Respirar lento en tiempos acelerados
Vivimos inmersos en un mundo y en una lógica donde la velocidad, la disponibilidad constante, la hiperconectividad no sólo se valoran, se premian. Marcan lo que debemos ser y cómo debemos actuar. El tiempo se ha convertido en un recurso que se exprime y el cuerpo en una herramienta que se ajusta a demanda. El individualismo y la conexión permanente se han normalizado y, con ellas, el agotamiento y la frustración.

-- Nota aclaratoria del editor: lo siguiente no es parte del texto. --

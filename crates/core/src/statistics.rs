//! Statistics and health payloads and the summary cards built from them.

use serde::{Deserialize, Serialize};
use serde_json::{Map, Value};

#[derive(Debug, Clone, Copy, PartialEq, Eq, Default, Serialize, Deserialize)]
#[serde(default)]
pub struct CacheStats {
    pub keys: u64,
}

/// Data-store metrics. Missing fields read as zero.
#[derive(Debug, Clone, Copy, PartialEq, Eq, Default, Serialize, Deserialize)]
#[serde(rename_all = "camelCase", default)]
pub struct Statistics {
    pub total_terms: u64,
    pub category_count: u64,
    pub index_size: u64,
    pub cache_stats: CacheStats,
}

/// Envelope returned by the statistics endpoint.
#[derive(Debug, Clone, PartialEq, Eq, Default, Serialize, Deserialize)]
pub struct StatisticsResponse {
    #[serde(default)]
    pub statistics: Option<Statistics>,
}

impl StatisticsResponse {
    pub fn statistics_or_default(&self) -> Statistics {
        self.statistics.unwrap_or_default()
    }
}

/// Health endpoint payload; fields other than `status` are kept for display.
#[derive(Debug, Clone, PartialEq, Default, Serialize, Deserialize)]
pub struct Health {
    #[serde(default)]
    pub status: String,
    #[serde(flatten)]
    pub details: Map<String, Value>,
}

impl Health {
    pub fn is_healthy(&self) -> bool {
        matches!(
            self.status.to_ascii_lowercase().as_str(),
            "ok" | "healthy" | "up" | "pass"
        )
    }
}

#[derive(Debug, Clone, PartialEq, Eq, Serialize)]
pub struct StatCard {
    pub label: &'static str,
    pub value: u64,
}

/// The four cards shown on the dashboard and admin pages, in display order.
pub fn stat_cards(statistics: &Statistics) -> Vec<StatCard> {
    vec![
        StatCard {
            label: "Total Terms",
            value: statistics.total_terms,
        },
        StatCard {
            label: "Categories",
            value: statistics.category_count,
        },
        StatCard {
            label: "Index Size",
            value: statistics.index_size,
        },
        StatCard {
            label: "Cache Keys",
            value: statistics.cache_stats.keys,
        },
    ]
}
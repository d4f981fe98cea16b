use serde::Serialize;

#[derive(Debug, Clone, Copy, PartialEq, Eq, Serialize)]
#[serde(rename_all = "lowercase")]
pub enum NotificationLevel {
    Success,
    Error,
}

/// Transient message surfaced to the user after an action.
#[derive(Debug, Clone, PartialEq, Eq, Serialize)]
pub struct Notification {
    pub level: NotificationLevel,
    pub message: String,
}

impl Notification {
    pub fn success(message: impl Into<String>) -> Self {
        Self {
            level: NotificationLevel::Success,
            message: message.into(),
        }
    }

    pub fn error(message: impl Into<String>) -> Self {
        Self {
            level: NotificationLevel::Error,
            message: message.into(),
        }
    }

    pub fn is_error(&self) -> bool {
        self.level == NotificationLevel::Error
    }
}

/// Generic failure text, extended with the backend's `message` when it sent one.
///
/// A generic text that already ends a sentence gets the message as a new
/// sentence instead of after a colon.
pub fn failure_message(generic: &str, backend_message: Option<&str>) -> String {
    match backend_message.map(str::trim).filter(|m| !m.is_empty()) {
        Some(message) if generic.ends_with(|c: char| matches!(c, '.' | '!' | '?')) => {
            format!("{generic} {message}")
        }
        Some(message) => format!("{generic}: {message}"),
        None => generic.to_string(),
    }
}
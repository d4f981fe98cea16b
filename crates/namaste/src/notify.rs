use colored::Colorize;
use namaste_core::notification::{Notification, NotificationLevel};

use crate::prelude::eprintln;

/// Sink for transient notifications raised by pages.
pub trait Notifier: Send + Sync {
    fn notify(&self, notification: Notification);
}

/// Prints notifications to stderr so they never mix with `--json` output.
#[derive(Debug, Default, Clone, Copy)]
pub struct ConsoleNotifier;

impl Notifier for ConsoleNotifier {
    fn notify(&self, notification: Notification) {
        match notification.level {
            NotificationLevel::Success => {
                eprintln!("{} {}", "✓".green().bold(), notification.message.green())
            }
            NotificationLevel::Error => {
                eprintln!("{} {}", "✗".red().bold(), notification.message.red())
            }
        }
    }
}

Este modelo de sobreexigencia no solo afecta a nuestra salud física, sino también a nuestra salud mental. La presión constante por hacer más, tener más y ser más genera un desgaste emocional que nos desconecta de aquello que nos da autonomía, dignidad y sentido colectivo.
En esta época que vivimos bajo la dictadura del clic, desacelerar no es simplemente descansar: es cuestionar un modelo que nos empuja a producir sin pausa, consumir sin conciencia y desplazarnos sin mirar alrededor.
En medio de este ruido digital y de la presión por estar siempre actualizados y siempre a la última, elegir un ritmo más pausado implica recuperar la capacidad de atención, de vínculo, de cuidado. No se trata de romantizar la lentitud, sino de reconocer que hay formas de vida que no caben en el algoritmo.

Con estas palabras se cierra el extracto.